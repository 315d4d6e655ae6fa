//! Data models for the archived entity graph.
//!
//! This module contains the wire-shaped entity graph received from the
//! platform collaborator (`Message` with its nested sender, chats,
//! attachments and annotations) and the flat read model (`StoredMessage`)
//! returned by store queries.

use chrono::{DateTime, Utc};
use serde::{Deserialize, Serialize};

/// A platform user.
///
/// Keyed by the platform-assigned immutable `id`; name fields are re-observed
/// on every message and upserted on change. The wire format reports absent
/// name parts as empty strings, and the store preserves that convention.
#[derive(Debug, Clone, Default, PartialEq, Eq, Serialize, Deserialize)]
pub struct User {
    /// Platform-assigned immutable identifier
    pub id: i64,
    /// First name as last observed
    pub first_name: String,
    /// Last name as last observed
    pub last_name: String,
    /// Handle without the leading `@`
    pub username: String,
}

impl User {
    /// Human-readable label used in listings and in ambiguous-lookup
    /// candidate lists: "First Last (@handle)" with absent parts omitted.
    #[must_use]
    pub fn display_name(&self) -> String {
        let names = format!("{} {}", self.first_name, self.last_name);
        let names = names.trim();

        if self.username.is_empty() {
            names.to_string()
        } else if names.is_empty() {
            format!("@{}", self.username)
        } else {
            format!("{} (@{})", names, self.username)
        }
    }
}

/// Classification of a chat.
#[derive(Debug, Clone, Copy, Default, PartialEq, Eq, Serialize, Deserialize)]
#[serde(rename_all = "lowercase")]
pub enum ChatKind {
    /// Private conversation with a single user
    #[default]
    Private,
    /// Small group chat
    Group,
    /// Large group chat
    Supergroup,
    /// Broadcast channel
    Channel,
}

impl ChatKind {
    /// Stable string form persisted by the relational backend
    #[must_use]
    pub const fn as_str(&self) -> &'static str {
        match self {
            Self::Private => "private",
            Self::Group => "group",
            Self::Supergroup => "supergroup",
            Self::Channel => "channel",
        }
    }

    /// Parse the persisted string form; unknown values fall back to
    /// [`ChatKind::Private`] so old rows never poison a read.
    #[must_use]
    pub fn parse(s: &str) -> Self {
        match s {
            "group" => Self::Group,
            "supergroup" => Self::Supergroup,
            "channel" => Self::Channel,
            _ => Self::Private,
        }
    }
}

/// A conversation the archive knows about.
///
/// A chat row carries a persisted forward-origin discriminant (stored next to
/// these fields, not on them): chats recorded only because a message was
/// forwarded *from* them are excluded from the tracked-conversation listing.
#[derive(Debug, Clone, Default, PartialEq, Eq, Serialize, Deserialize)]
pub struct Chat {
    /// Platform-assigned identifier
    pub id: i64,
    /// Kind of conversation
    pub kind: ChatKind,
    /// Title, for group-like chats
    pub title: String,
    /// First name, for private chats
    pub first_name: String,
    /// Last name, for private chats
    pub last_name: String,
    /// Handle without the leading `@`
    pub username: String,
}

impl Chat {
    /// Human-readable label: title, else handle, else person names.
    #[must_use]
    pub fn display_name(&self) -> String {
        if !self.title.is_empty() {
            return self.title.clone();
        }
        if !self.username.is_empty() {
            return format!("@{}", self.username);
        }
        format!("{} {}", self.first_name, self.last_name)
            .trim()
            .to_string()
    }
}

/// An annotation over a span of message text (mention, URL, command, ...).
///
/// Annotations are ordered; the store replaces a message's full annotation
/// sequence on every save.
#[derive(Debug, Clone, Default, PartialEq, Serialize, Deserialize)]
pub struct EntityAnnotation {
    /// Annotation type as reported by the platform
    pub kind: String,
    /// Start offset into the message text
    pub offset: i64,
    /// Span length
    pub length: i64,
    /// Target URL for link annotations
    pub url: Option<String>,
    /// Mentioned user for text-mention annotations; saved through the
    /// user upsert path before the annotation row is written
    pub user: Option<User>,
}

/// Audio attachment metadata.
#[derive(Debug, Clone, Default, PartialEq, Serialize, Deserialize)]
pub struct Audio {
    pub file_id: String,
    pub duration: i64,
    pub performer: String,
    pub title: String,
    pub mime_type: String,
    pub file_size: i64,
}

/// One rendition of a photo. Also used for document/sticker/video thumbnails.
#[derive(Debug, Clone, Default, PartialEq, Serialize, Deserialize)]
pub struct PhotoSize {
    pub file_id: String,
    pub width: i64,
    pub height: i64,
    pub file_size: i64,
}

/// Generic file attachment metadata.
#[derive(Debug, Clone, Default, PartialEq, Serialize, Deserialize)]
pub struct Document {
    pub file_id: String,
    /// Preview image, saved through the photo-size path
    pub thumbnail: Option<PhotoSize>,
    pub file_name: String,
    pub mime_type: String,
    pub file_size: i64,
}

/// Sticker attachment metadata.
#[derive(Debug, Clone, Default, PartialEq, Serialize, Deserialize)]
pub struct Sticker {
    pub file_id: String,
    pub thumbnail: Option<PhotoSize>,
    pub width: i64,
    pub height: i64,
    pub emoji: String,
    pub file_size: i64,
}

/// Video attachment metadata.
#[derive(Debug, Clone, Default, PartialEq, Serialize, Deserialize)]
pub struct Video {
    pub file_id: String,
    pub thumbnail: Option<PhotoSize>,
    pub width: i64,
    pub height: i64,
    pub duration: i64,
    pub mime_type: String,
    pub file_size: i64,
}

/// Voice note attachment metadata.
#[derive(Debug, Clone, Default, PartialEq, Serialize, Deserialize)]
pub struct Voice {
    pub file_id: String,
    pub duration: i64,
    pub mime_type: String,
    pub file_size: i64,
}

/// A shared contact card.
#[derive(Debug, Clone, Default, PartialEq, Serialize, Deserialize)]
pub struct ContactCard {
    pub phone_number: String,
    pub first_name: String,
    pub last_name: String,
    /// Platform user id when the contact is a platform user
    pub user_id: Option<i64>,
}

/// A shared geographic location.
#[derive(Debug, Clone, Default, PartialEq, Serialize, Deserialize)]
pub struct Location {
    pub longitude: f64,
    pub latitude: f64,
}

/// A shared venue (location with a name and address).
#[derive(Debug, Clone, Default, PartialEq, Serialize, Deserialize)]
pub struct Venue {
    pub location: Location,
    pub title: String,
    pub address: String,
    pub foursquare_id: String,
}

/// A message as received from the platform collaborator.
///
/// This is the nested wire graph: saving it cascades into the sender, the
/// chat, the forward origin, the reply target, attachment metadata and
/// chat-membership users. Messages are identified by `(chat.id, message_id)`;
/// re-observations (edits) update the same record.
#[derive(Debug, Clone, Default, PartialEq, Serialize, Deserialize)]
pub struct Message {
    /// Identifier, unique within the chat
    pub message_id: i64,
    /// The conversation this message belongs to
    pub chat: Chat,
    /// Sender; absent for some service messages
    pub from: Option<User>,
    /// Send time, unix seconds
    pub date: i64,
    /// Text body
    pub text: Option<String>,
    /// Caption for media messages
    pub caption: Option<String>,
    /// Original sender when forwarded from a user
    pub forward_from: Option<User>,
    /// Origin chat when forwarded from a channel or group
    pub forward_from_chat: Option<Chat>,
    /// Original send time when forwarded, unix seconds
    pub forward_date: Option<i64>,
    /// Quoted message; saved recursively
    pub reply_to: Option<Box<Message>>,
    /// Last edit time, unix seconds
    pub edit_date: Option<i64>,
    /// Ordered text annotations
    pub entities: Vec<EntityAnnotation>,
    pub audio: Option<Audio>,
    pub document: Option<Document>,
    /// Photo renditions, largest last
    pub photo: Option<Vec<PhotoSize>>,
    pub sticker: Option<Sticker>,
    pub video: Option<Video>,
    pub voice: Option<Voice>,
    pub contact: Option<ContactCard>,
    pub location: Option<Location>,
    pub venue: Option<Venue>,
    /// User who just joined the chat
    pub new_chat_member: Option<User>,
    /// User who just left the chat
    pub left_chat_member: Option<User>,
    /// New chat photo renditions
    pub new_chat_photo: Option<Vec<PhotoSize>>,
    /// Newly pinned message; saved recursively
    pub pinned_message: Option<Box<Message>>,
}

impl Message {
    /// Identifier of the owning chat
    #[must_use]
    pub fn chat_id(&self) -> i64 {
        self.chat.id
    }

    /// Identifier of the reply target, if any
    #[must_use]
    pub fn reply_to_message_id(&self) -> Option<i64> {
        self.reply_to.as_ref().map(|m| m.message_id)
    }

    /// Send time as a UTC datetime; `None` for out-of-range timestamps
    #[must_use]
    pub fn date_time(&self) -> Option<DateTime<Utc>> {
        DateTime::from_timestamp(self.date, 0)
    }
}

/// Flat message record as returned by store read queries.
///
/// Nested graph branches are reduced to their keys; the sender is hydrated
/// with the stored user record when it exists.
#[derive(Debug, Clone, Default, PartialEq, Serialize, Deserialize)]
pub struct StoredMessage {
    pub message_id: i64,
    pub chat_id: i64,
    /// Sender record, when the user is known to the store
    pub from: Option<User>,
    /// Send time, unix seconds
    pub date: i64,
    pub text: Option<String>,
    pub caption: Option<String>,
    pub forward_from_user_id: Option<i64>,
    pub forward_from_chat_id: Option<i64>,
    pub forward_date: Option<i64>,
    pub reply_to_message_id: Option<i64>,
    pub edit_date: Option<i64>,
}

impl From<&Message> for StoredMessage {
    fn from(msg: &Message) -> Self {
        Self {
            message_id: msg.message_id,
            chat_id: msg.chat.id,
            from: msg.from.clone(),
            date: msg.date,
            text: msg.text.clone(),
            caption: msg.caption.clone(),
            forward_from_user_id: msg.forward_from.as_ref().map(|u| u.id),
            forward_from_chat_id: msg.forward_from_chat.as_ref().map(|c| c.id),
            forward_date: msg.forward_date,
            reply_to_message_id: msg.reply_to_message_id(),
            edit_date: msg.edit_date,
        }
    }
}

/// A downloaded attachment tracked per chat.
///
/// The same platform `file_id` observed in two chats is tracked as two
/// records because download-path provisioning is chat-scoped.
#[derive(Debug, Clone, Default, PartialEq, Eq, Serialize, Deserialize)]
pub struct FileRecord {
    /// Platform file identifier
    pub file_id: String,
    /// Chat the file was downloaded for
    pub chat_id: i64,
    /// Path below the local static file root
    pub local_path: String,
    /// Size in bytes
    pub size: i64,
}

____

Work to be completed:
What lines above contain the word "wire"? Please copy each one.

Task result:
//! This module contains the wire-shaped entity graph received from the
/// on every message and upserted on change. The wire format reports absent
/// This is the nested wire graph: saving it cascades into the sender, the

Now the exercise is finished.